• [Activity]: In the records below, find every line with the word "region" and copy it.

-- Opening Marker --

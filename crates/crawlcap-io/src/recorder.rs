//! Hybrid Recording Buffer
//!
//! Records every byte written through it into a fixed-size memory region and,
//! once that region is full, into a per-session backing file, while
//! forwarding the same bytes to a downstream sink.
//!
//! ## Layout
//!
//! ```text
//!   write(buf) ──┬──────────────────────────────────────→ sink
//!                │
//!                ▼
//!   offset 0                 buffer_size                      size
//!   ├──────── memory ─────────┼────────── backing file ─────────┤
//!   [0, min(size, buffer_size))  [buffer_size, size) at file offset - buffer_size
//! ```
//!
//! A single `write` that straddles `buffer_size` is split: the head fills the
//! memory region and the rest goes to the backing file.
//!
//! ## Lifecycle
//!
//! 1. `open(sink)` / `open_unwrapped()` creates the backing file (fail-fast)
//! 2. `write(...)` records and forwards
//! 3. `mark_content_start()` at the header/body boundary
//! 4. `close()` flushes, closes the disk handle, hands the sink back and
//!    freezes the session
//! 5. `recording()` returns a [`Recording`] that any number of
//!    [`ReplayReader`]s can be built from
//!
//! The writer can be reopened for the next fetch once every `Recording` of
//! the previous session has been dropped.
//!
//! ## Usage
//!
//! ```ignore
//! let mut recorder = RecordingWriter::new(64 * 1024, scratch.join("tt0http"));
//! recorder.open(socket_sink)?;
//! recorder.write_all(&headers)?;
//! recorder.mark_content_start();
//! recorder.write_all(&body)?;
//! recorder.close()?;
//!
//! let recording = recorder.recording()?;
//! let mut archive_reader = recording.replay()?;
//! let mut extractor_reader = recording.content_replay()?;
//! ```

use std::fmt;
use std::fs::File;
use std::io::{self, BufWriter, Write};
use std::path::{Path, PathBuf};
use std::sync::Arc;

use bytes::Bytes;
use crawlcap_core::{Error, RecorderConfig, Result};
use crawlcap_observability::metrics;
use sha2::digest::DynDigest;
use sha2::Sha256;
use tracing::debug;

use crate::backing::{Backing, BackingFile};
use crate::char_sequence::ReplayCharSequence;
use crate::replay::ReplayReader;

const DISK_WRITE_BUFFER: usize = 4096;

// ============================================================================
// Recording (frozen session)
// ============================================================================

/// A frozen recording: the memory region, the recorded size, the content
/// start offset and a shared handle on the backing file.
///
/// Cloning is cheap. The backing file stays on disk while any clone, or any
/// reader built from one, is alive.
#[derive(Debug, Clone)]
pub struct Recording {
    memory: Bytes,
    size: u64,
    content_start: u64,
    backing: Backing,
}

impl Recording {
    pub fn size(&self) -> u64 {
        self.size
    }

    pub fn content_start(&self) -> u64 {
        self.content_start
    }

    /// Bytes recorded after the content start mark.
    pub fn response_content_length(&self) -> u64 {
        self.size - self.content_start
    }

    pub fn backing_path(&self) -> &Path {
        self.backing.path()
    }

    /// A reader positioned at offset 0.
    pub fn replay(&self) -> Result<ReplayReader> {
        ReplayReader::from_parts(
            self.memory.clone(),
            self.size,
            self.content_start,
            Some(self.backing.clone()),
        )
    }

    /// A reader already positioned at the content start.
    pub fn content_replay(&self) -> Result<ReplayReader> {
        let mut reader = self.replay()?;
        reader.set_to_response_body_start();
        Ok(reader)
    }

    pub fn char_sequence(&self) -> Result<ReplayCharSequence> {
        ReplayCharSequence::from_parts(
            self.memory.clone(),
            self.size,
            self.content_start,
            Some(self.backing.clone()),
        )
    }

    /// Write the content (everything after the content start) to `path`.
    /// Returns the number of bytes copied.
    pub fn copy_content_body_to(&self, path: impl AsRef<Path>) -> Result<u64> {
        let mut reader = self.content_replay()?;
        let mut out = BufWriter::new(File::create(path.as_ref())?);
        let copied = reader.copy_all_to(&mut out)?;
        out.flush()?;
        Ok(copied)
    }
}

// ============================================================================
// RecordingWriter
// ============================================================================

/// The recording side of a capture session.
///
/// `W` is the downstream sink. Sessions opened with [`open_unwrapped`]
/// have no sink and only record.
///
/// [`open_unwrapped`]: RecordingWriter::open_unwrapped
pub struct RecordingWriter<W: Write> {
    buffer_size: usize,
    backing_path: PathBuf,

    sink: Option<W>,
    memory: Vec<u8>,
    disk: Option<BufWriter<File>>,
    backing: Option<Arc<BackingFile>>,
    frozen: Option<Bytes>,

    position: u64,
    content_start: u64,
    open: bool,

    digest: Option<Box<dyn DynDigest + Send>>,
    should_digest: bool,
}

impl<W: Write> RecordingWriter<W> {
    /// A recorder keeping `buffer_size` bytes in memory and spilling the
    /// rest to `backing_path`. Nothing touches the disk until `open`.
    pub fn new(buffer_size: usize, backing_path: impl Into<PathBuf>) -> Self {
        Self {
            buffer_size,
            backing_path: backing_path.into(),
            sink: None,
            memory: Vec::new(),
            disk: None,
            backing: None,
            frozen: None,
            position: 0,
            content_start: 0,
            open: false,
            digest: None,
            should_digest: false,
        }
    }

    /// A recorder for the session called `name`, sized and placed per
    /// `config`. Installs a SHA-256 digest when `digest_content` is set.
    pub fn from_config(config: &RecorderConfig, name: &str) -> Self {
        let mut recorder = Self::new(config.buffer_size, config.backing_path(name));
        if config.digest_content {
            recorder.set_sha256_digest();
        }
        recorder
    }

    /// Begin a session that records and forwards to `sink`.
    pub fn open(&mut self, sink: W) -> Result<()> {
        self.begin(Some(sink))
    }

    /// Begin a session that only records.
    pub fn open_unwrapped(&mut self) -> Result<()> {
        self.begin(None)
    }

    fn begin(&mut self, sink: Option<W>) -> Result<()> {
        if self.open {
            return Err(Error::IllegalState(
                "recording session is already open".to_string(),
            ));
        }
        if let Some(previous) = &self.backing {
            if Arc::strong_count(previous) > 1 {
                return Err(Error::IllegalState(format!(
                    "backing file {:?} is still referenced by an earlier recording",
                    previous.path()
                )));
            }
        }
        // Deletes the previous session's file before the path is reused.
        self.backing = None;
        self.frozen = None;

        let (backing, file) = BackingFile::create(&self.backing_path)?;
        self.backing = Some(backing);
        self.disk = Some(BufWriter::with_capacity(DISK_WRITE_BUFFER, file));
        self.memory = Vec::with_capacity(self.buffer_size);
        self.sink = sink;
        self.position = 0;
        self.content_start = 0;
        // Always begins false; start_digest() turns it on.
        self.should_digest = false;
        self.open = true;

        debug!(
            path = ?self.backing_path,
            buffer_size = self.buffer_size,
            wrapped = self.sink.is_some(),
            "Recording opened"
        );
        Ok(())
    }

    fn record(&mut self, buf: &[u8]) -> Result<()> {
        if !self.open {
            return Err(Error::IllegalState(
                "write to a recording that is not open".to_string(),
            ));
        }
        if self.should_digest {
            if let Some(digest) = self.digest.as_mut() {
                digest.update(buf);
            }
        }

        let room = self.buffer_size.saturating_sub(self.memory.len());
        let to_memory = room.min(buf.len());
        if to_memory > 0 {
            self.memory.extend_from_slice(&buf[..to_memory]);
            metrics::RECORDED_BYTES_TOTAL
                .with_label_values(&["memory"])
                .inc_by(to_memory as u64);
        }

        let rest = &buf[to_memory..];
        if !rest.is_empty() {
            let disk = self.disk.as_mut().ok_or_else(|| {
                Error::IllegalState("backing file handle is closed".to_string())
            })?;
            disk.write_all(rest)?;
            metrics::RECORDED_BYTES_TOTAL
                .with_label_values(&["disk"])
                .inc_by(rest.len() as u64);
        }

        self.position += buf.len() as u64;
        Ok(())
    }

    /// Remember the current position as the start of the content body.
    /// Calling it again overwrites the earlier mark.
    pub fn mark_content_start(&mut self) {
        self.content_start = self.position;
    }

    pub fn content_start(&self) -> u64 {
        self.content_start
    }

    /// Bytes recorded so far.
    pub fn size(&self) -> u64 {
        self.position
    }

    pub fn response_content_length(&self) -> u64 {
        self.position - self.content_start
    }

    pub fn is_open(&self) -> bool {
        self.open
    }

    pub fn backing_path(&self) -> &Path {
        &self.backing_path
    }

    /// The sink of the open session, if any.
    pub fn sink(&self) -> Option<&W> {
        self.sink.as_ref()
    }

    /// Close the session: flush and close the backing file, flush the sink
    /// and hand it back, freeze the recorded bytes.
    ///
    /// Idempotent. A second call returns `Ok(None)`.
    pub fn close(&mut self) -> Result<Option<W>> {
        if !self.open {
            return Ok(None);
        }
        self.open = false;

        let mut sink = self.sink.take();
        let sink_result = match sink.as_mut() {
            Some(s) => s.flush(),
            None => Ok(()),
        };
        let disk_result = match self.disk.take() {
            Some(mut disk) => disk.flush(),
            None => Ok(()),
        };
        self.frozen = Some(Bytes::from(std::mem::take(&mut self.memory)));

        debug!(
            path = ?self.backing_path,
            size = self.position,
            content_start = self.content_start,
            "Recording closed"
        );

        disk_result?;
        sink_result?;
        Ok(sink)
    }

    /// The frozen recording of the last closed session.
    pub fn recording(&self) -> Result<Recording> {
        if self.open {
            return Err(Error::IllegalState(
                "recording is still open; close() it before replaying".to_string(),
            ));
        }
        let (memory, backing) = match (&self.frozen, &self.backing) {
            (Some(memory), Some(backing)) => (memory.clone(), backing.clone()),
            _ => {
                return Err(Error::IllegalState(
                    "nothing has been recorded yet".to_string(),
                ))
            }
        };
        Ok(Recording {
            memory,
            size: self.position,
            content_start: self.content_start,
            backing: Backing::Shared(backing),
        })
    }

    /// Shorthand for `recording()?.replay()`.
    pub fn replay(&self) -> Result<ReplayReader> {
        self.recording()?.replay()
    }

    /// Shorthand for `recording()?.content_replay()`.
    pub fn content_replay(&self) -> Result<ReplayReader> {
        self.recording()?.content_replay()
    }

    // ------------------------------------------------------------------------
    // Digest
    // ------------------------------------------------------------------------

    /// Install a digest. It is only fed once `start_digest()` is called.
    pub fn set_digest(&mut self, digest: Box<dyn DynDigest + Send>) {
        self.digest = Some(digest);
    }

    pub fn set_sha256_digest(&mut self) {
        self.set_digest(Box::new(Sha256::default()));
    }

    /// Reset the installed digest and feed it every byte recorded from now
    /// on. No-op without a digest.
    pub fn start_digest(&mut self) {
        if let Some(digest) = self.digest.as_mut() {
            digest.reset();
            self.should_digest = true;
        }
    }

    /// Finalize the digest over everything fed since `start_digest()`.
    /// Resets the digest state.
    pub fn digest_value(&mut self) -> Option<Vec<u8>> {
        self.digest
            .as_mut()
            .map(|digest| digest.finalize_reset().into_vec())
    }
}

impl<W: Write> Write for RecordingWriter<W> {
    /// Records (and digests) `buf` before forwarding it. If the sink then
    /// fails, the error is returned but the bytes stay in the recording, so
    /// an `Err` here does not mean nothing was written. Callers treat a sink
    /// failure as fatal to the session rather than retrying the write.
    fn write(&mut self, buf: &[u8]) -> io::Result<usize> {
        self.record(buf)?;
        if let Some(sink) = self.sink.as_mut() {
            sink.write_all(buf)?;
        }
        Ok(buf.len())
    }

    fn flush(&mut self) -> io::Result<()> {
        if let Some(sink) = self.sink.as_mut() {
            sink.flush()?;
        }
        if let Some(disk) = self.disk.as_mut() {
            disk.flush()?;
        }
        Ok(())
    }
}

impl<W: Write> fmt::Debug for RecordingWriter<W> {
    fn fmt(&self, f: &mut fmt::Formatter<'_>) -> fmt::Result {
        f.debug_struct("RecordingWriter")
            .field("backing_path", &self.backing_path)
            .field("buffer_size", &self.buffer_size)
            .field("position", &self.position)
            .field("content_start", &self.content_start)
            .field("open", &self.open)
            .finish()
    }
}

-- Closing Marker --

• [Response to the exercise]:
//! Records every byte written through it into a fixed-size memory region and,
//! once that region is full, into a per-session backing file, while
//! memory region and the rest goes to the backing file.
/// A frozen recording: the memory region, the recorded size, the content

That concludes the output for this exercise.